*** EXCERPTED DATA

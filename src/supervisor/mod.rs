//! Per-robot supervisor
//!
//! One [`Supervisor`] runs per simulated robot. Each tick it integrates the
//! encoder readings into a pose estimate, runs the active controller against
//! a snapshot of its parameters and turns the resulting unicycle command into
//! wheel speeds. It never actuates anything itself; the caller applies the
//! returned speeds.
//!
//! A supervisor does no internal locking. Callers that share one between
//! tasks must put `execute`, `get_parameters` and `set_parameters` behind a
//! single mutex.

use crate::common::{Pose, RobotState, WheelGeometry};
use crate::control::{unicycle_to_wheels, Controller};
use crate::error::{ConfigurationError, Result, ValidationError};
use crate::params::{ParamPath, ParamRecord, ParameterTree};
use crate::perception::OdometryEstimator;
use log::{debug, info, warn};

/// Control loop of a single robot
#[derive(Debug)]
pub struct Supervisor {
    geometry: WheelGeometry,
    odometry: OdometryEstimator,
    parameters: ParameterTree,
    controller: Box<dyn Controller>,
}

impl Supervisor {
    /// Create a supervisor running `controller` with its default parameters
    ///
    /// # Arguments
    /// * `geometry` - Wheel geometry of the robot
    /// * `initial_pose` - Where the robot starts
    /// * `initial_state` - Robot state read at start, seeds the encoder memory
    /// * `controller` - Controller to run
    pub fn new(
        geometry: WheelGeometry,
        initial_pose: Pose,
        initial_state: &RobotState,
        controller: Box<dyn Controller>,
    ) -> Result<Self, ConfigurationError> {
        let parameters = controller.default_parameters()?;
        info!(
            "Supervisor created with controller {} at ({:.3}, {:.3}, {:.3})",
            controller.name(),
            initial_pose.x,
            initial_pose.y,
            initial_pose.theta
        );

        Ok(Supervisor {
            geometry,
            odometry: OdometryEstimator::new(initial_pose, initial_state.wheels),
            parameters,
            controller,
        })
    }

    /// Run one control tick
    ///
    /// # Arguments
    /// * `robot_state` - Current encoder counts and sensor readings
    /// * `dt` - Seconds since the previous tick
    ///
    /// # Returns
    /// Left and right wheel speeds in rad/s. When `dt` is zero the pose is
    /// still updated but no control is applied and `(0.0, 0.0)` is returned.
    pub fn execute(&mut self, robot_state: &RobotState, dt: f64) -> Result<(f64, f64)> {
        if !(dt.is_finite() && dt >= 0.0) {
            return Err(ValidationError::new(
                ParamPath::from("dt"),
                format!("time step must be finite and non-negative, got {dt}"),
            )
            .into());
        }

        let pose = self.odometry.update(
            robot_state.wheels.left_ticks,
            robot_state.wheels.right_ticks,
            &self.geometry,
        );

        if dt == 0.0 {
            return Ok((0.0, 0.0));
        }

        let (v, w) = self
            .controller
            .compute(&pose, dt, &self.parameters.get_snapshot())?;
        let (vl, vr) = unicycle_to_wheels(v, w, &self.geometry);

        debug!(
            "Tick dt={:.3}: pose=({:.3}, {:.3}, {:.3}) uni=({:.3}, {:.3}) wheels=({:.3}, {:.3})",
            dt, pose.x, pose.y, pose.theta, v, w, vl, vr
        );

        Ok((vl, vr))
    }

    /// Snapshot of the active controller's parameters
    pub fn get_parameters(&self) -> ParamRecord {
        self.parameters.get_snapshot()
    }

    /// Replace parameter values; all or nothing
    pub fn set_parameters(&mut self, record: &ParamRecord) -> Result<(), ValidationError> {
        self.parameters.set_record(record).map_err(|e| {
            warn!("Rejected parameters for {}: {}", self.controller.name(), e);
            e
        })
    }

    /// Read-only view of the parameter tree, for renderers
    pub fn describe_parameters(&self) -> &ParameterTree {
        &self.parameters
    }

    /// Switch to another controller
    ///
    /// With `parameters` given, the tree must have the controller's expected
    /// shape; otherwise the controller's defaults are installed. On error the
    /// supervisor keeps its current controller and parameters.
    pub fn select_controller(
        &mut self,
        mut controller: Box<dyn Controller>,
        parameters: Option<ParameterTree>,
    ) -> Result<(), ConfigurationError> {
        let template = controller.default_parameters()?;
        let parameters = match parameters {
            Some(tree) if tree.matches_schema(&template) => tree,
            Some(_) => {
                return Err(ConfigurationError::SchemaMismatch {
                    controller: controller.name().to_string(),
                })
            }
            None => template,
        };

        controller.reset();
        info!(
            "Switching controller {} -> {}",
            self.controller.name(),
            controller.name()
        );
        self.controller = controller;
        self.parameters = parameters;
        Ok(())
    }

    pub fn controller_name(&self) -> &str {
        self.controller.name()
    }

    /// Current dead-reckoning pose estimate
    pub fn pose_estimate(&self) -> Pose {
        self.odometry.pose()
    }

    pub fn geometry(&self) -> &WheelGeometry {
        &self.geometry
    }
}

******

HOW TO COMPLETE THIS TASK
Each entry above needs to be output exactly.

WRITTEN SOLUTION
filename src/supervisor/mod.rs
//! Per-robot supervisor
//!
//! One [`Supervisor`] runs per simulated robot. Each tick it integrates the
//! encoder readings into a pose estimate, runs the active controller against
//! a snapshot of its parameters and turns the resulting unicycle command into
//! wheel speeds. It never actuates anything itself; the caller applies the
//! returned speeds.
//!
//! A supervisor does no internal locking. Callers that share one between
//! tasks must put `execute`, `get_parameters` and `set_parameters` behind a
//! single mutex.

use crate::common::{Pose, RobotState, WheelGeometry};
use crate::control::{unicycle_to_wheels, Controller};
use crate::error::{ConfigurationError, Result, ValidationError};
use crate::params::{ParamPath, ParamRecord, ParameterTree};
use crate::perception::OdometryEstimator;
use log::{debug, info, warn};

/// Control loop of a single robot
#[derive(Debug)]
pub struct Supervisor {
    geometry: WheelGeometry,
    odometry: OdometryEstimator,
    parameters: ParameterTree,
    controller: Box<dyn Controller>,
}

impl Supervisor {
    /// Create a supervisor running `controller` with its default parameters
    ///
    /// # Arguments
    /// * `geometry` - Wheel geometry of the robot
    /// * `initial_pose` - Where the robot starts
    /// * `initial_state` - Robot state read at start, seeds the encoder memory
    /// * `controller` - Controller to run
    pub fn new(
        geometry: WheelGeometry,
        initial_pose: Pose,
        initial_state: &RobotState,
        controller: Box<dyn Controller>,
    ) -> Result<Self, ConfigurationError> {
        let parameters = controller.default_parameters()?;
        info!(
            "Supervisor created with controller {} at ({:.3}, {:.3}, {:.3})",
            controller.name(),
            initial_pose.x,
            initial_pose.y,
            initial_pose.theta
        );

        Ok(Supervisor {
            geometry,
            odometry: OdometryEstimator::new(initial_pose, initial_state.wheels),
            parameters,
            controller,
        })
    }

    /// Run one control tick
    ///
    /// # Arguments
    /// * `robot_state` - Current encoder counts and sensor readings
    /// * `dt` - Seconds since the previous tick
    ///
    /// # Returns
    /// Left and right wheel speeds in rad/s. When `dt` is zero the pose is
    /// still updated but no control is applied and `(0.0, 0.0)` is returned.
    pub fn execute(&mut self, robot_state: &RobotState, dt: f64) -> Result<(f64, f64)> {
        if !(dt.is_finite() && dt >= 0.0) {
            return Err(ValidationError::new(
                ParamPath::from("dt"),
                format!("time step must be finite and non-negative, got {dt}"),
            )
            .into());
        }

        let pose = self.odometry.update(
            robot_state.wheels.left_ticks,
            robot_state.wheels.right_ticks,
            &self.geometry,
        );

        if dt == 0.0 {
            return Ok((0.0, 0.0));
        }

        let (v, w) = self
            .controller
            .compute(&pose, dt, &self.parameters.get_snapshot())?;
        let (vl, vr) = unicycle_to_wheels(v, w, &self.geometry);

        debug!(
            "Tick dt={:.3}: pose=({:.3}, {:.3}, {:.3}) uni=({:.3}, {:.3}) wheels=({:.3}, {:.3})",
            dt, pose.x, pose.y, pose.theta, v, w, vl, vr
        );

        Ok((vl, vr))
    }

    /// Snapshot of the active controller's parameters
    pub fn get_parameters(&self) -> ParamRecord {
        self.parameters.get_snapshot()
    }

    /// Replace parameter values; all or nothing
    pub fn set_parameters(&mut self, record: &ParamRecord) -> Result<(), ValidationError> {
        self.parameters.set_record(record).map_err(|e| {
            warn!("Rejected parameters for {}: {}", self.controller.name(), e);
            e
        })
    }

    /// Read-only view of the parameter tree, for renderers
    pub fn describe_parameters(&self) -> &ParameterTree {
        &self.parameters
    }

    /// Switch to another controller
    ///
    /// With `parameters` given, the tree must have the controller's expected
    /// shape; otherwise the controller's defaults are installed. On error the
    /// supervisor keeps its current controller and parameters.
    pub fn select_controller(
        &mut self,
        mut controller: Box<dyn Controller>,
        parameters: Option<ParameterTree>,
    ) -> Result<(), ConfigurationError> {
        let template = controller.default_parameters()?;
        let parameters = match parameters {
            Some(tree) if tree.matches_schema(&template) => tree,
            Some(_) => {
                return Err(ConfigurationError::SchemaMismatch {
                    controller: controller.name().to_string(),
                })
            }
            None => template,
        };

        controller.reset();
        info!(
            "Switching controller {} -> {}",
            self.controller.name(),
            controller.name()
        );
        self.controller = controller;
        self.parameters = parameters;
        Ok(())
    }

    pub fn controller_name(&self) -> &str {
        self.controller.name()
    }

    /// Current dead-reckoning pose estimate
    pub fn pose_estimate(&self) -> Pose {
        self.odometry.pose()
    }

    pub fn geometry(&self) -> &WheelGeometry {
        &self.geometry
    }
}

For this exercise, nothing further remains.